Maybe they realized they were coming off as soft on corruption. Maybe they were feeling the heat from a critical press. Or maybe they recognized a lost cause when they saw one.
At any rate, PRI deputies backed down Tuesday and agreed to support language in proposed anti-corruption legislation that gives the Senate ratification power over the president’s choice for the top corruption investigator. That means the bill creating a National Anti-Corruption System will probably be voted on after all in a matter of hours by a committee and then the full lower house. From there it goes to the Senate.

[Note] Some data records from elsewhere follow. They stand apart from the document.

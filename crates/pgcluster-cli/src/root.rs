use pgcluster_core::config::Config;
use std::path::{Path, PathBuf};

/// Resolve the path of `pgcluster.yaml`.
///
/// Priority:
/// 1. `--config` flag / `PGCLUSTER_CONFIG` env var (passed in as `explicit`)
/// 2. Walk upward from `cwd` looking for `pgcluster.yaml`
/// 3. Fall back to `cwd/pgcluster.yaml` (which may not exist yet)
pub fn resolve_config_path(explicit: Option<&Path>) -> PathBuf {
    if let Some(p) = explicit {
        return p.to_path_buf();
    }

    let cwd = std::env::current_dir().unwrap_or_else(|_| PathBuf::from("."));
    find_upward(&cwd).unwrap_or_else(|| Config::default_path(&cwd))
}

fn find_upward(start: &Path) -> Option<PathBuf> {
    start
        .ancestors()
        .map(Config::default_path)
        .find(|candidate| candidate.is_file())
}
use axum::body::Bytes;
use axum::extract::State;
use axum::Json;
use serde::Deserialize;

use pgcluster_core::orchestrator::PhaseReport;
use pgcluster_core::types::{ProvisioningRequest, TuningRequest};

use crate::error::AppError;
use crate::state::AppState;

#[derive(Debug, Default, Deserialize)]
pub struct ProvisionBody {
    #[serde(default)]
    pub request: ProvisioningRequest,
    #[serde(default)]
    pub tuning: TuningRequest,
}

/// POST /api/provision — every phase, descriptor through configuration.
pub async fn provision(
    State(app): State<AppState>,
    body: Bytes,
) -> Result<Json<PhaseReport>, AppError> {
    let body: ProvisionBody = super::parse_body(&body)?;
    let orchestrator = app.orchestrator;
    let report = super::detached(async move {
        orchestrator.provision(body.request, &body.tuning).await
    })
    .await?;
    Ok(Json(report))
}
use crate::output::{print_json, print_table};
use pgcluster_core::Orchestrator;

pub fn run(orchestrator: &Orchestrator, json: bool) -> anyhow::Result<()> {
    let status = orchestrator.status()?;
    if json {
        return print_json(&status);
    }

    let yes_no = |b: bool| if b { "yes" } else { "no" }.to_string();
    let mut rows = vec![
        vec!["terraform dir".into(), status.terraform_dir.display().to_string()],
        vec!["ansible dir".into(), status.ansible_dir.display().to_string()],
        vec!["busy".into(), yes_no(status.busy)],
        vec!["descriptor".into(), yes_no(status.descriptor_present)],
        vec![
            "inventory".into(),
            match (status.inventory_present, status.inventory_current) {
                (false, _) => "no".to_string(),
                (true, true) => "yes".to_string(),
                (true, false) => "stale".to_string(),
            },
        ],
        vec!["playbook".into(), yes_no(status.playbook_present)],
        vec!["terraform".into(), yes_no(status.tools.terraform)],
        vec!["ansible-playbook".into(), yes_no(status.tools.ansible_playbook)],
    ];
    if let Some(m) = &status.manifest {
        rows.push(vec!["machine class".into(), m.request.machine_class().to_string()]);
        rows.push(vec!["replicas".into(), m.request.replica_count().to_string()]);
        rows.push(vec!["rendered at".into(), m.rendered_at.to_rfc3339()]);
        rows.push(vec![
            "applied at".into(),
            m.applied_at
                .map(|t| t.to_rfc3339())
                .unwrap_or_else(|| "-".into()),
        ]);
    }
    print_table(&["FIELD", "VALUE"], rows);
    Ok(())
}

EL Universal, which on Tuesday scolded the PRI’s previous intransigence on the issue with a blaring lead front-page headline and a scathing editorial, relegates its coverage of the party’s change of heart to a bottom left-hand corner slot, under the head “PRI gives in, anti-corruption law advances.”
Milenio and Excelsior lead with it however, and both share with El Universal the language of “giving in” (ceder). Milenio puts it this way: “PRI gives in: reaches accord with AN and PRD on anti-corruption law.” (“AN” is not a typo; it’s headlinese for the PAN, or the conservative National Action Party. But for some reason the P is never left off PRD or PRI.)

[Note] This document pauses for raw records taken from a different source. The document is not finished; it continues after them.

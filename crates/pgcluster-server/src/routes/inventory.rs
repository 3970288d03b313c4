use axum::extract::State;
use axum::Json;

use pgcluster_core::orchestrator::InventoryReport;

use crate::error::AppError;
use crate::state::AppState;

/// POST /api/inventory — derive the Ansible inventory from Terraform outputs.
pub async fn derive_inventory(
    State(app): State<AppState>,
) -> Result<Json<InventoryReport>, AppError> {
    let orchestrator = app.orchestrator;
    let report = super::detached(async move { orchestrator.derive_inventory().await }).await?;
    Ok(Json(report))
}
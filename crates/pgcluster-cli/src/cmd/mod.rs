pub mod config;
pub mod init;
pub mod pipeline;
pub mod serve;
pub mod status;

use std::future::Future;

/// Drive one async operation to completion on a fresh runtime.
pub(crate) fn block_on<F: Future>(fut: F) -> anyhow::Result<F::Output> {
    let rt = tokio::runtime::Runtime::new()?;
    Ok(rt.block_on(fut))
}
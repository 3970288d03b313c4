use pgcluster_core::config::Config;
use pgcluster_core::process::CommandRunner;
use pgcluster_core::Orchestrator;
use std::sync::Arc;

/// Shared application state passed to all route handlers.
#[derive(Clone)]
pub struct AppState {
    pub orchestrator: Orchestrator,
}

impl AppState {
    pub fn new(config: Config) -> Self {
        Self {
            orchestrator: Orchestrator::new(config),
        }
    }

    /// State backed by a custom process runner instead of real binaries.
    pub fn with_runner(config: Config, runner: Arc<dyn CommandRunner>) -> Self {
        Self {
            orchestrator: Orchestrator::with_runner(config, runner),
        }
    }
}
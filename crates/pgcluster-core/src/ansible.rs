//! `ansible-playbook` driver.

use crate::config::Config;
use crate::error::Result;
use crate::process::{CommandRunner, Invocation};
use crate::types::{Phase, PhaseResult};
use std::path::Path;

pub struct ConfigurationDriver<'a> {
    runner: &'a dyn CommandRunner,
    config: &'a Config,
}

impl<'a> ConfigurationDriver<'a> {
    pub fn new(runner: &'a dyn CommandRunner, config: &'a Config) -> Self {
        Self { runner, config }
    }

    /// Run the playbook against the inventory. Rerun safety is the
    /// playbook's concern, not the driver's.
    pub async fn run(&self, inventory: &Path, playbook: &Path) -> Result<PhaseResult> {
        let timeout = self.config.timeouts.config();
        let cwd = playbook.parent().unwrap_or(Path::new("."));
        let inv = Invocation::new(&self.config.ansible_playbook_bin, cwd, timeout)
            .arg("-i")
            .arg(inventory.to_string_lossy())
            .arg(playbook.to_string_lossy())
            .env("ANSIBLE_HOST_KEY_CHECKING", "False")
            .env("ANSIBLE_NOCOLOR", "1");
        tracing::info!(phase = %Phase::RunConfig, command = %inv.display(), "phase started");
        let out = self.runner.run(&inv).await?;
        out.into_phase(Phase::RunConfig, timeout)
    }
}

#[cfg(test)]
mod tests {
    use super::*;
    use crate::error::ProvisionError;
    use crate::process::SystemRunner;
    use std::path::PathBuf;
    use tempfile::TempDir;

    fn fake_ansible(dir: &Path, body: &str) -> PathBuf {
        use std::os::unix::fs::PermissionsExt;
        let path = dir.join("ansible-playbook");
        std::fs::write(&path, format!("#!/bin/sh\n{body}\n")).unwrap();
        let mut perms = std::fs::metadata(&path).unwrap().permissions();
        perms.set_mode(0o755);
        std::fs::set_permissions(&path, perms).unwrap();
        path
    }

    #[tokio::test]
    async fn passes_inventory_and_playbook() {
        let dir = TempDir::new().unwrap();
        let bin = fake_ansible(dir.path(), "echo \"args: $*\"; echo \"hkc=$ANSIBLE_HOST_KEY_CHECKING\"");
        let mut config = Config::new(dir.path());
        config.ansible_playbook_bin = bin.to_string_lossy().into_owned();

        let inventory = dir.path().join("inventory/hosts.yml");
        let playbook = dir.path().join("main.yml");
        let result = ConfigurationDriver::new(&SystemRunner, &config)
            .run(&inventory, &playbook)
            .await
            .unwrap();

        assert!(result.succeeded);
        assert_eq!(result.phase, Phase::RunConfig);
        assert!(result.stdout.contains(&format!(
            "args: -i {} {}",
            inventory.display(),
            playbook.display()
        )));
        assert!(result.stdout.contains("hkc=False"));
    }

    #[tokio::test]
    async fn failing_playbook_reports_stderr() {
        let dir = TempDir::new().unwrap();
        let bin = fake_ansible(dir.path(), "echo 'UNREACHABLE! replica-db1' >&2; exit 4");
        let mut config = Config::new(dir.path());
        config.ansible_playbook_bin = bin.to_string_lossy().into_owned();

        let err = ConfigurationDriver::new(&SystemRunner, &config)
            .run(&dir.path().join("hosts.yml"), &dir.path().join("main.yml"))
            .await
            .unwrap_err();
        match err {
            ProvisionError::Provisioning { phase, result } => {
                assert_eq!(phase, Phase::RunConfig);
                assert_eq!(result.exit_code, Some(4));
                assert!(result.stderr.contains("UNREACHABLE!"));
            }
            other => panic!("expected provisioning failure, got {other:?}"),
        }
    }
}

The PRI itself used the verb ceder, spinning it as self-congratulatory. “Somebody had to find room for prudence, and that was the PRI, the largest group in the Chamber,” said Héctor Gutiérrez de la Garza, the party’s vice-coordinator of deputies. “The PRI ceded so that a National Anti-Corruption System can exist.”
IT'S HARD TO ARGUE WITH SOMEBODY WHO'S INFALLIBLE
Excelsior, Milenio and EL Universal all give their No. 2 slot to the Vatican’s response to Mexico’s complaint about Pope Francis’ use of the term “Mexicanization” to describe out-of-control drug-trafficking violence. They all presumably saw the same statement, but the first two play it as a defense of the pope (“What the pope said ‘was not a political opinion’” and “The intention was not to stigmatize Mexico”), while El Universal sees a retreat (“After Mexico’s complaint, pope backtracks.”).

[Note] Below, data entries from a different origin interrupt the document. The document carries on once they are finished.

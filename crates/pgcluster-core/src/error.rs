use crate::types::{Phase, PhaseResult};
use serde::Serialize;
use std::fmt;
use std::path::PathBuf;
use thiserror::Error;

/// Machine-readable failure classification reported alongside every error.
#[derive(Debug, Clone, Copy, PartialEq, Eq, Serialize)]
#[serde(rename_all = "snake_case")]
pub enum FailureKind {
    IoFailure,
    ProvisioningFailure,
    InventoryDerivationFailure,
    RenderFailure,
    Busy,
    TimeoutFailure,
    InvalidRequest,
}

impl FailureKind {
    pub fn as_str(self) -> &'static str {
        match self {
            FailureKind::IoFailure => "io_failure",
            FailureKind::ProvisioningFailure => "provisioning_failure",
            FailureKind::InventoryDerivationFailure => "inventory_derivation_failure",
            FailureKind::RenderFailure => "render_failure",
            FailureKind::Busy => "busy",
            FailureKind::TimeoutFailure => "timeout_failure",
            FailureKind::InvalidRequest => "invalid_request",
        }
    }
}

impl fmt::Display for FailureKind {
    fn fmt(&self, f: &mut fmt::Formatter<'_>) -> fmt::Result {
        f.write_str(self.as_str())
    }
}

#[derive(Debug, Error)]
pub enum ProvisionError {
    #[error("working directory {0} is busy: another run holds its lock")]
    Busy(PathBuf),

    #[error("{phase} failed with exit code {}", exit_code_label(.result.exit_code))]
    Provisioning {
        phase: Phase,
        result: Box<PhaseResult>,
    },

    #[error("{phase} timed out after {after_secs}s")]
    Timeout {
        phase: Phase,
        after_secs: u64,
        result: Box<PhaseResult>,
    },

    #[error("inventory derivation failed: {0}")]
    InventoryDerivation(String),

    #[error("render failed: {0}")]
    Render(String),

    #[error("invalid request: {0}")]
    InvalidRequest(String),

    #[error("failed to spawn '{program}': {source}")]
    Spawn {
        program: String,
        #[source]
        source: std::io::Error,
    },

    #[error(transparent)]
    Io(#[from] std::io::Error),

    #[error(transparent)]
    Yaml(#[from] serde_yaml::Error),

    #[error(transparent)]
    Json(#[from] serde_json::Error),
}

fn exit_code_label(code: Option<i32>) -> String {
    code.map(|c| c.to_string())
        .unwrap_or_else(|| "none (killed by signal)".to_string())
}

impl ProvisionError {
    pub fn kind(&self) -> FailureKind {
        match self {
            ProvisionError::Busy(_) => FailureKind::Busy,
            ProvisionError::Provisioning { .. } => FailureKind::ProvisioningFailure,
            ProvisionError::Timeout { .. } => FailureKind::TimeoutFailure,
            ProvisionError::InventoryDerivation(_) => FailureKind::InventoryDerivationFailure,
            ProvisionError::Render(_) => FailureKind::RenderFailure,
            ProvisionError::InvalidRequest(_) => FailureKind::InvalidRequest,
            ProvisionError::Spawn { .. }
            | ProvisionError::Io(_)
            | ProvisionError::Yaml(_)
            | ProvisionError::Json(_) => FailureKind::IoFailure,
        }
    }

    /// The phase the failure belongs to, when it came from an external tool.
    pub fn phase(&self) -> Option<Phase> {
        match self {
            ProvisionError::Provisioning { phase, .. } | ProvisionError::Timeout { phase, .. } => {
                Some(*phase)
            }
            ProvisionError::InventoryDerivation(_) => Some(Phase::DeriveInventory),
            ProvisionError::Render(_) => Some(Phase::RenderConfig),
            _ => None,
        }
    }

    /// Captured output of the failed phase, if any.
    pub fn phase_result(&self) -> Option<&PhaseResult> {
        match self {
            ProvisionError::Provisioning { result, .. } | ProvisionError::Timeout { result, .. } => {
                Some(result)
            }
            _ => None,
        }
    }
}

pub type Result<T> = std::result::Result<T, ProvisionError>;
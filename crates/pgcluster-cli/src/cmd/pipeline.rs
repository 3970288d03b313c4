use crate::output::{print_json, print_phases, print_table, tail};
use pgcluster_core::orchestrator::PhaseReport;
use pgcluster_core::types::{ProvisioningRequest, TuningRequest};
use pgcluster_core::{Orchestrator, ProvisionError};

/// Lines of captured tool output echoed on failure.
const DIAGNOSTIC_LINES: usize = 20;

pub fn generate(
    orch: &Orchestrator,
    machine_class: &str,
    replicas: u32,
    json: bool,
) -> anyhow::Result<()> {
    let request = ProvisioningRequest::new(machine_class, replicas)?;
    let report = run(orch.generate_descriptor(request), json)?;
    if json {
        return print_json(&report);
    }
    println!("{}", report.message);
    println!("  wrote: {}", report.infrastructure_path.display());
    println!("  wrote: {}", report.outputs_path.display());
    Ok(())
}

pub fn plan(orch: &Orchestrator, json: bool) -> anyhow::Result<()> {
    let report = run(orch.plan(), json)?;
    phases(&report, json, true)
}

pub fn apply(orch: &Orchestrator, json: bool) -> anyhow::Result<()> {
    let report = run(orch.apply(), json)?;
    phases(&report, json, false)
}

pub fn inventory(orch: &Orchestrator, json: bool) -> anyhow::Result<()> {
    let report = run(orch.derive_inventory(), json)?;
    if json {
        return print_json(&report);
    }
    let rows = report
        .inventory
        .hosts()
        .map(|h| {
            vec![
                h.group.as_str().to_string(),
                h.hostname.clone(),
                h.address.clone(),
            ]
        })
        .collect();
    print_table(&["GROUP", "HOST", "ADDRESS"], rows);
    println!("\n{} ({})", report.message, report.path.display());
    Ok(())
}

pub fn configure(orch: &Orchestrator, tuning: TuningRequest, json: bool) -> anyhow::Result<()> {
    let report = run(orch.render_and_run_config(&tuning), json)?;
    phases(&report, json, false)
}

pub fn up(
    orch: &Orchestrator,
    machine_class: &str,
    replicas: u32,
    tuning: TuningRequest,
    json: bool,
) -> anyhow::Result<()> {
    let request = ProvisioningRequest::new(machine_class, replicas)?;
    let report = run(orch.provision(request, &tuning), json)?;
    phases(&report, json, false)
}

fn phases(report: &PhaseReport, json: bool, echo_stdout: bool) -> anyhow::Result<()> {
    if json {
        return print_json(report);
    }
    if echo_stdout {
        println!("{}", report.last_stdout().trim_end());
        println!();
    }
    print_phases(&report.phases);
    Ok(())
}

/// Run one orchestrator operation; on a tool failure, echo the tail of its
/// captured output to stderr before handing the error back.
fn run<T>(
    op: impl std::future::Future<Output = pgcluster_core::Result<T>>,
    json: bool,
) -> anyhow::Result<T> {
    super::block_on(op)?.map_err(|e| {
        if !json {
            report_failure(&e);
        }
        anyhow::Error::new(e)
    })
}

fn report_failure(err: &ProvisionError) {
    let Some(result) = err.phase_result() else {
        return;
    };
    for (label, text) in [("stdout", &result.stdout), ("stderr", &result.stderr)] {
        let text = tail(text, DIAGNOSTIC_LINES);
        if !text.trim().is_empty() {
            eprintln!("--- {} {label} (last {DIAGNOSTIC_LINES} lines) ---", result.phase);
            eprintln!("{text}");
        }
    }
}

These little one-sided spats, born of hyper-sensitivity, are embarrassing enough in the best of cases. But this one, just as with the February 13 UN report on forced disappearances in Mexico, enhances the administration’s image of being more concerned with defending itself against perceived slights than in facing reality.
THE BURDEN OF THE ANIMALS
There’s no front page follow-up to the news yesterday that environmental protection officials confiscated more than 100 animals from a private zoo run by a Puebla legislator named Sergio Gómez Olivier. That’s not surprising, since only one paper fronted it yesterday. But the story has struck a chord with the public, and it’s not a favorable one for the state deputy.
Gómez was quoted as saying he has had legal permission for 20 years to run the zoo, which has the status of a Management Unit for Wildlife, or UMA. The issue, then, has to do with the treatment of the animals, scores of which are large predators, including bears and a variety of wild cats. According to the officials, the animals were kept in cages that were not only too small for them, but stacked on top of each other. The lack of room and appropriate surroundings led to violent behavior, they said, and many of the animals displayed wounds.
So what happens with Deputy Gómez? Will he face charges? Where are the animals that were taken away? Where will they wind up? And what about the hundred or so left behind? Will we find out? Or was this story a one-off made-for-media show arranged by Profepa?